The Queen is dead. She was 96.
Some would say, including prince and now king Charles, “About time.”
She reigned for 70 years.
Many of us will be lucky to live that long.
Charles has had to wait for decades to become king.
He is already 74. How long will he live?
As soon as news of her death was announced, grief gripped the collective west.
From Canada in the frozen north to down under in Australia, there was much breast-beating.
Reliable sources at Balmoral Castle in Scotland say that Queen Elizabeth complained of two things in recent weeks.
It was cold, and she felt lonely.
Both these problems have now been solved.
Where she is headed is a lot warmer. She would not have to worry about the cold anymore!
She joins her husband Philip, who kicked the bucket last year at the ripe old age of 99.
He just missed a century.
Now the Queen can once again send her Christmas message by saying, “My husband and I” wish you all a merry Christmas.
There were reports from Riyadh that Saudi de facto ruler Muhammad bin Salman (MbS) was so grief-stricken that his thick lower lip started to quiver.
This man with a big belly broke down in tears uncontrollably.

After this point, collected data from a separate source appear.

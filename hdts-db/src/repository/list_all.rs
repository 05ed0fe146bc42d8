use async_trait::async_trait;

use crate::models::identifiable::Identifiable;
use crate::repository::backend::StorageBackend;

/// Generic repository trait for listing every record in a collection
///
/// Every call re-reads and re-parses the persisted document; an
/// uninitialized collection lists as empty rather than erroring.
///
/// # Type Parameters
/// * `B` - The storage adapter the repository runs against
/// * `T` - The record type, which must implement Identifiable
#[async_trait]
pub trait ListAll<B: StorageBackend, T: Identifiable>: Send + Sync {
    /// List all records in persisted order
    ///
    /// # Returns
    /// * `Ok(Vec<T>)` - Every record in the collection, empty when the
    ///   collection has never been written
    /// * `Err` - The collection could not be read or parsed
    async fn list_all(&self) -> Result<Vec<T>, Box<dyn std::error::Error + Send + Sync>>;
}
use serde::{Deserialize, Serialize};
use validator::Validate;

use crate::domain::validation::{
    validate_email_format, validate_min_length, validate_password_confirmation,
    validate_password_policy, validate_required,
};

/// Payload submitted by the account registration form.
///
/// The derive covers the shape rules usable at an API boundary; the full
/// form rule set (password policy, confirmation, per-field messages) runs
/// through [`RegistrationRequest::field_errors`]. Email uniqueness needs
/// the directory and is checked by the registration service.
#[derive(Debug, Clone, Serialize, Deserialize, Validate)]
#[serde(rename_all = "camelCase")]
pub struct RegistrationRequest {
    #[validate(length(min = 2, message = "First name must be at least 2 characters"))]
    pub first_name: String,
    #[validate(length(min = 2, message = "Last name must be at least 2 characters"))]
    pub last_name: String,
    #[validate(email(message = "Please enter a valid email address"))]
    pub email: String,
    #[serde(skip_serializing_if = "Option::is_none")]
    pub department: Option<String>,
    #[validate(length(min = 8, message = "Password must be at least 8 characters"))]
    pub password: String,
    pub confirm_password: String,
}

impl RegistrationRequest {
    /// Run every field rule and collect `(field, message)` pairs, one per
    /// failed rule, in form order. An empty result means the payload is
    /// valid apart from store-backed checks.
    pub fn field_errors(&self) -> Vec<(&'static str, String)> {
        let mut errors = Vec::new();

        if let Err(msg) = validate_required(&self.first_name, "First name") {
            errors.push(("first_name", msg));
        } else if let Err(msg) = validate_min_length(&self.first_name, 2, "First name") {
            errors.push(("first_name", msg));
        }

        if let Err(msg) = validate_required(&self.last_name, "Last name") {
            errors.push(("last_name", msg));
        } else if let Err(msg) = validate_min_length(&self.last_name, 2, "Last name") {
            errors.push(("last_name", msg));
        }

        if let Err(msg) = validate_required(&self.email, "Email") {
            errors.push(("email", msg));
        } else if let Err(msg) = validate_email_format(&self.email) {
            errors.push(("email", msg));
        }

        if let Err(msg) = validate_required(&self.password, "Password") {
            errors.push(("password", msg));
        } else if let Err(msg) = validate_password_policy(&self.password) {
            errors.push(("password", msg));
        }

        if let Err(msg) = validate_password_confirmation(&self.password, &self.confirm_password) {
            errors.push(("confirm_password", msg));
        }

        errors
    }
}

The story from Amman, Jordan was even worse.
King Abdullah II of Jordan wanted to commit suicide.
The palace advisors barely managed to stop him from taking his life.
They advised him that he should go to London to see the Queen (even if she is dead).

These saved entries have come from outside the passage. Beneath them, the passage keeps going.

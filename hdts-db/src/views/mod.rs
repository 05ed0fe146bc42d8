pub mod table_query;

// Re-exports
pub use table_query::*;
pub mod models;
pub mod repository;
pub mod views;

pub use models::*;
pub use repository::*;
pub use views::*;
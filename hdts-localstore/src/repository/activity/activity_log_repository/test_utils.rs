use hdts_db::models::activity::{ActionKind, NewActivityLog};

pub fn create_test_activity(user_id: i64, user_name: &str) -> NewActivityLog {
    NewActivityLog::new(
        user_id,
        user_name,
        ActionKind::CommentAdded,
        "ticket",
        "TCKT-1001",
        "Test comment on TCKT-1001",
    )
}

pub fn create_test_activity_for_target(
    user_id: i64,
    user_name: &str,
    target_type: &str,
    target_id: &str,
) -> NewActivityLog {
    NewActivityLog::new(
        user_id,
        user_name,
        ActionKind::StatusChanged,
        target_type,
        target_id,
        "Test status change",
    )
}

Perhaps, the new monarch, King Charles might notice him.
Palace advisors in Jordan are seeking a shoe-maker to provide high-heeled shoes for King Abdullah so that he could look taller than his 4-foot 3 inches height.
Without those high heeled shoes, he could easily get trampled.
Almost all the Arabian dinosaurs are also heading to London to pay homage to the dearly departed Queen and to pledge allegiance to the new king.
During her long reign (some would say way too long), Queen Elizabeth presided over two things:
1: The slaughter of millions of brown and black-skinned people in Asia and Africa by successive regimes in Britain;
2: Huge sex scandals among her family members.
Her late younger sister, Princess Margaret, couldn’t get enough.
She romped around the country and abroad having fun.
Then it was her daughter, Princess Anne’s turn. She too was never satisfied.
Prince (now King) Charles was another philanderer.
The day he was getting married to Diana, he ran off to have a fling with Comilla Parker Bowles (someone would say bowel).
Diana was driven to despair and an untimely death.
What Charles saw in Ms. Bowels is anybody’s guess.
But, as the saying goes, “Beauty lies in the eyes of the beholder.”
Now Charles, as king can have as much fun as he wants.
As loyal subjects, a word of caution is in order for the new monarch.
King Charles III should look over his shoulder lest a Cromwell-type figure emerges.
His predecessor, King Charles I did not have a happy ending.
Losing one’s head on the chopping block can hardly qualify as a pleasant experience!